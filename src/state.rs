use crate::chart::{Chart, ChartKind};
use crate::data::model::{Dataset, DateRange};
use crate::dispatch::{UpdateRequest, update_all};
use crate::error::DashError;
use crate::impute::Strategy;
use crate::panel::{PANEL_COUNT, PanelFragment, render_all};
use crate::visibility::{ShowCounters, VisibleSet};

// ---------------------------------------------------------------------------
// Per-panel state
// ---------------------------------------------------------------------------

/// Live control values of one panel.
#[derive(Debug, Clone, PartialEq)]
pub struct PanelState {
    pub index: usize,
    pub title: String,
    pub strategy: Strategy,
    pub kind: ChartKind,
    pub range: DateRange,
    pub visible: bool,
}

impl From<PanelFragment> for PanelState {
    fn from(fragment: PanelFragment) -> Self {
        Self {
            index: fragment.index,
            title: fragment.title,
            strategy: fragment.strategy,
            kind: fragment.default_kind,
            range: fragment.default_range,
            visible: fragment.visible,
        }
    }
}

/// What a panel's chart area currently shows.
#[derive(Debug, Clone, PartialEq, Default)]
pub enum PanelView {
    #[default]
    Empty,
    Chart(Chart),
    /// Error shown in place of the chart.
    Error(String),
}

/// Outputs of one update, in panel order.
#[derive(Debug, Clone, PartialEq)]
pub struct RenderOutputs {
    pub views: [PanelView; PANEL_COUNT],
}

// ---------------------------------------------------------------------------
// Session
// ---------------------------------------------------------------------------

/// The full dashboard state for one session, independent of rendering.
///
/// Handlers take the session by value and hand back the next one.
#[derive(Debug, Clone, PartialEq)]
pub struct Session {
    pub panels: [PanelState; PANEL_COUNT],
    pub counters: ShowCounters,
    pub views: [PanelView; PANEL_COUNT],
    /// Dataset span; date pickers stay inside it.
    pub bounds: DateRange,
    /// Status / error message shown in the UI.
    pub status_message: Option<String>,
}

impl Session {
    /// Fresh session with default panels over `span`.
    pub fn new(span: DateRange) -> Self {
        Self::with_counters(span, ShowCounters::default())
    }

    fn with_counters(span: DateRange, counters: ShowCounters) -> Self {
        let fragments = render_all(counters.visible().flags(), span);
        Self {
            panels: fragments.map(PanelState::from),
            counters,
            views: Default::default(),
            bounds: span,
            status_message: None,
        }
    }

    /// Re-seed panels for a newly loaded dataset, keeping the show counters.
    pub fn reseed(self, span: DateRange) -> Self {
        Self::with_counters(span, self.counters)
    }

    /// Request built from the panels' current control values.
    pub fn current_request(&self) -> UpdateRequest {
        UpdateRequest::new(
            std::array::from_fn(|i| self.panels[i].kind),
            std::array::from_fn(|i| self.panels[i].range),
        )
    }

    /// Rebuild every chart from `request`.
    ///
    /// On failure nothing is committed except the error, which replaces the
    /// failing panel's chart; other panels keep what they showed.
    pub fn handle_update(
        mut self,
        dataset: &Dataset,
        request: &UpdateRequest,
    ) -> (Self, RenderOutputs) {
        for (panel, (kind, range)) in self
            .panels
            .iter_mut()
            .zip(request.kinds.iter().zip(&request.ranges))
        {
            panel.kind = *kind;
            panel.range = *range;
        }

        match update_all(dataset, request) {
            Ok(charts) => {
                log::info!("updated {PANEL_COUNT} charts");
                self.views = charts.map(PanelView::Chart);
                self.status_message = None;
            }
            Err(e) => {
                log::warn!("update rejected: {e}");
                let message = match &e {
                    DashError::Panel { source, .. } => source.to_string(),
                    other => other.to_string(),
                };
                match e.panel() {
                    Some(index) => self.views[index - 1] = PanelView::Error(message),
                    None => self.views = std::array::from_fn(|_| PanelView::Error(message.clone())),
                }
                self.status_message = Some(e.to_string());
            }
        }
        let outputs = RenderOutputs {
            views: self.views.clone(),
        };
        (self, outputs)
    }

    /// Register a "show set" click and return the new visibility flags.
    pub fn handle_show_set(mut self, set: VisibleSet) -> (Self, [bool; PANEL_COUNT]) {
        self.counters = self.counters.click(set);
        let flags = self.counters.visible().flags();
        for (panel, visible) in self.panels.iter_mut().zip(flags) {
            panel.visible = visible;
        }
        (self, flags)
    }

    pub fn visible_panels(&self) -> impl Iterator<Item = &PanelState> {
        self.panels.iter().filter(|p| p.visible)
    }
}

▶ _What to produce_
Please copy the material above without changing a single word.

▶ _Solution_
filename src/state.rs
use crate::chart::{Chart, ChartKind};
use crate::data::model::{Dataset, DateRange};
use crate::dispatch::{UpdateRequest, update_all};
use crate::error::DashError;
use crate::impute::Strategy;
use crate::panel::{PANEL_COUNT, PanelFragment, render_all};
use crate::visibility::{ShowCounters, VisibleSet};

// ---------------------------------------------------------------------------
// Per-panel state
// ---------------------------------------------------------------------------

/// Live control values of one panel.
#[derive(Debug, Clone, PartialEq)]
pub struct PanelState {
    pub index: usize,
    pub title: String,
    pub strategy: Strategy,
    pub kind: ChartKind,
    pub range: DateRange,
    pub visible: bool,
}

impl From<PanelFragment> for PanelState {
    fn from(fragment: PanelFragment) -> Self {
        Self {
            index: fragment.index,
            title: fragment.title,
            strategy: fragment.strategy,
            kind: fragment.default_kind,
            range: fragment.default_range,
            visible: fragment.visible,
        }
    }
}

/// What a panel's chart area currently shows.
#[derive(Debug, Clone, PartialEq, Default)]
pub enum PanelView {
    #[default]
    Empty,
    Chart(Chart),
    /// Error shown in place of the chart.
    Error(String),
}

/// Outputs of one update, in panel order.
#[derive(Debug, Clone, PartialEq)]
pub struct RenderOutputs {
    pub views: [PanelView; PANEL_COUNT],
}

// ---------------------------------------------------------------------------
// Session
// ---------------------------------------------------------------------------

/// The full dashboard state for one session, independent of rendering.
///
/// Handlers take the session by value and hand back the next one.
#[derive(Debug, Clone, PartialEq)]
pub struct Session {
    pub panels: [PanelState; PANEL_COUNT],
    pub counters: ShowCounters,
    pub views: [PanelView; PANEL_COUNT],
    /// Dataset span; date pickers stay inside it.
    pub bounds: DateRange,
    /// Status / error message shown in the UI.
    pub status_message: Option<String>,
}

impl Session {
    /// Fresh session with default panels over `span`.
    pub fn new(span: DateRange) -> Self {
        Self::with_counters(span, ShowCounters::default())
    }

    fn with_counters(span: DateRange, counters: ShowCounters) -> Self {
        let fragments = render_all(counters.visible().flags(), span);
        Self {
            panels: fragments.map(PanelState::from),
            counters,
            views: Default::default(),
            bounds: span,
            status_message: None,
        }
    }

    /// Re-seed panels for a newly loaded dataset, keeping the show counters.
    pub fn reseed(self, span: DateRange) -> Self {
        Self::with_counters(span, self.counters)
    }

    /// Request built from the panels' current control values.
    pub fn current_request(&self) -> UpdateRequest {
        UpdateRequest::new(
            std::array::from_fn(|i| self.panels[i].kind),
            std::array::from_fn(|i| self.panels[i].range),
        )
    }

    /// Rebuild every chart from `request`.
    ///
    /// On failure nothing is committed except the error, which replaces the
    /// failing panel's chart; other panels keep what they showed.
    pub fn handle_update(
        mut self,
        dataset: &Dataset,
        request: &UpdateRequest,
    ) -> (Self, RenderOutputs) {
        for (panel, (kind, range)) in self
            .panels
            .iter_mut()
            .zip(request.kinds.iter().zip(&request.ranges))
        {
            panel.kind = *kind;
            panel.range = *range;
        }

        match update_all(dataset, request) {
            Ok(charts) => {
                log::info!("updated {PANEL_COUNT} charts");
                self.views = charts.map(PanelView::Chart);
                self.status_message = None;
            }
            Err(e) => {
                log::warn!("update rejected: {e}");
                let message = match &e {
                    DashError::Panel { source, .. } => source.to_string(),
                    other => other.to_string(),
                };
                match e.panel() {
                    Some(index) => self.views[index - 1] = PanelView::Error(message),
                    None => self.views = std::array::from_fn(|_| PanelView::Error(message.clone())),
                }
                self.status_message = Some(e.to_string());
            }
        }
        let outputs = RenderOutputs {
            views: self.views.clone(),
        };
        (self, outputs)
    }

    /// Register a "show set" click and return the new visibility flags.
    pub fn handle_show_set(mut self, set: VisibleSet) -> (Self, [bool; PANEL_COUNT]) {
        self.counters = self.counters.click(set);
        let flags = self.counters.visible().flags();
        for (panel, visible) in self.panels.iter_mut().zip(flags) {
            panel.visible = visible;
        }
        (self, flags)
    }

    pub fn visible_panels(&self) -> impl Iterator<Item = &PanelState> {
        self.panels.iter().filter(|p| p.visible)
    }
}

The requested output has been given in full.